REQUIREMENT: From the records below, count the lines containing the word "entry" and give only that number.

MATERIAL SHOWN:
- Opening Delimiter -

//! Category operations: one explicit transaction per call, read-through
//! caching of single lookups, and translation of store failures into
//! domain errors.

use std::sync::Arc;

use catalog_core::category::{
    validate_category, CategoryDto, CategoryName, ENTITY_NAME, FIELD_NAME, MSG_NAME_TAKEN,
};
use catalog_core::error::{CoreError, FieldError};
use catalog_core::pagination::{Page, PageRequest};
use catalog_core::types::DbId;
use catalog_db::error::{classify, StoreFailure};
use catalog_db::models::category::CategorySort;
use catalog_db::repositories::CategoryRepo;
use catalog_db::DbPool;
use sqlx::{Postgres, Transaction};

use crate::error::{AppError, AppResult};
use crate::services::CategoryCache;

/// Cheap to clone; clones share the pool and the cache.
#[derive(Clone)]
pub struct CategoryService {
    pool: DbPool,
    cache: Arc<CategoryCache>,
}

impl CategoryService {
    pub fn new(pool: DbPool, cache: Arc<CategoryCache>) -> Self {
        Self { pool, cache }
    }

    pub fn cache(&self) -> &CategoryCache {
        &self.cache
    }

    /// List one page of categories, filtered by a case-insensitive name
    /// substring when `name_filter` is non-empty.
    pub async fn find_all(
        &self,
        name_filter: Option<&str>,
        page: PageRequest,
        sort: CategorySort,
    ) -> AppResult<Page<CategoryDto>> {
        let mut tx = self.begin_read_only().await?;
        let (rows, total) = CategoryRepo::find_all(&mut *tx, name_filter, page, sort).await?;
        tx.commit().await?;

        Ok(Page::new(rows, total, page).map(CategoryDto::from))
    }

    /// Look up one category, serving repeat lookups from the cache.
    pub async fn find_by_id(&self, id: DbId) -> AppResult<CategoryDto> {
        if let Some(hit) = self.cache.get(id).await {
            tracing::debug!(category_id = id, "Category cache hit");
            return Ok(hit);
        }
        tracing::debug!(category_id = id, "Category cache miss");

        let mut tx = self.begin_read_only().await?;
        let row = CategoryRepo::find_by_id(&mut *tx, id).await?;
        tx.commit().await?;

        let dto = row.map(CategoryDto::from).ok_or_else(|| not_found(id))?;
        self.cache.put(id, dto.clone()).await;
        Ok(dto)
    }

    /// Apply the field rules and the case-insensitive uniqueness rule to an
    /// inbound category, collecting every violation.
    ///
    /// Uniqueness is checked against all rows, including the one being
    /// updated, so renaming a category to its current name is rejected.
    pub async fn validate(&self, dto: &CategoryDto) -> AppResult<()> {
        let mut errors = validate_category(dto);

        let trimmed = dto.name.trim();
        if !trimmed.is_empty() {
            let mut conn = self.pool.acquire().await?;
            if CategoryRepo::exists_by_name_ignore_case(&mut *conn, trimmed).await? {
                errors.push(FieldError::new(FIELD_NAME, MSG_NAME_TAKEN));
            }
        }

        if errors.is_empty() {
            Ok(())
        } else {
            Err(CoreError::Validation(errors).into())
        }
    }

    /// Create a category. Any supplied id is ignored.
    ///
    /// Flushes the whole cache on success.
    pub async fn create(&self, dto: &CategoryDto) -> AppResult<CategoryDto> {
        let name = CategoryName::parse(&dto.name)?;
        tracing::info!(name = %name, "Creating category");

        let mut tx = self.pool.begin().await?;
        let row = CategoryRepo::insert(&mut *tx, &name)
            .await
            .map_err(translate_store_error)?;
        tx.commit().await.map_err(translate_store_error)?;

        self.cache.clear().await;
        tracing::info!(category_id = row.id, name = %row.name, "Category created");

        Ok(row.into())
    }

    /// Rename an existing category. Evicts its cache entry on success.
    pub async fn update(&self, id: DbId, dto: &CategoryDto) -> AppResult<CategoryDto> {
        let name = CategoryName::parse(&dto.name)?;

        let mut tx = self.pool.begin().await?;
        if CategoryRepo::find_by_id_for_update(&mut *tx, id)
            .await?
            .is_none()
        {
            return Err(not_found(id));
        }
        let row = CategoryRepo::update_name(&mut *tx, id, &name)
            .await
            .map_err(translate_store_error)?
            .ok_or_else(|| not_found(id))?;
        tx.commit().await.map_err(translate_store_error)?;

        self.cache.evict(id).await;
        tracing::info!(category_id = id, name = %row.name, "Category updated");

        Ok(row.into())
    }

    /// Delete a category. Evicts its cache entry on success.
    pub async fn delete(&self, id: DbId) -> AppResult<()> {
        let mut tx = self.pool.begin().await?;
        let deleted = CategoryRepo::delete_by_id(&mut *tx, id)
            .await
            .map_err(translate_store_error)?;
        if !deleted {
            return Err(not_found(id));
        }
        tx.commit().await.map_err(translate_store_error)?;

        self.cache.evict(id).await;
        tracing::info!(category_id = id, "Category deleted");

        Ok(())
    }

    async fn begin_read_only(&self) -> Result<Transaction<'static, Postgres>, sqlx::Error> {
        let mut tx = self.pool.begin().await?;
        sqlx::query("SET TRANSACTION READ ONLY")
            .execute(&mut *tx)
            .await?;
        Ok(tx)
    }
}

fn not_found(id: DbId) -> AppError {
    AppError::Core(CoreError::NotFound {
        entity: ENTITY_NAME,
        id,
    })
}

/// Constraint breaches become [`CoreError::IntegrityViolation`]; everything
/// else stays an unclassified database error.
fn translate_store_error(err: sqlx::Error) -> AppError {
    match classify(&err) {
        failure @ StoreFailure::IntegrityViolation { .. } => {
            let message = failure.describe();
            tracing::warn!(error = %err, "Category write rejected by constraint");
            AppError::Core(CoreError::IntegrityViolation(message))
        }
        _ => AppError::Database(err),
    }
}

- Closing Delimiter -

RESPONSE AREA: 2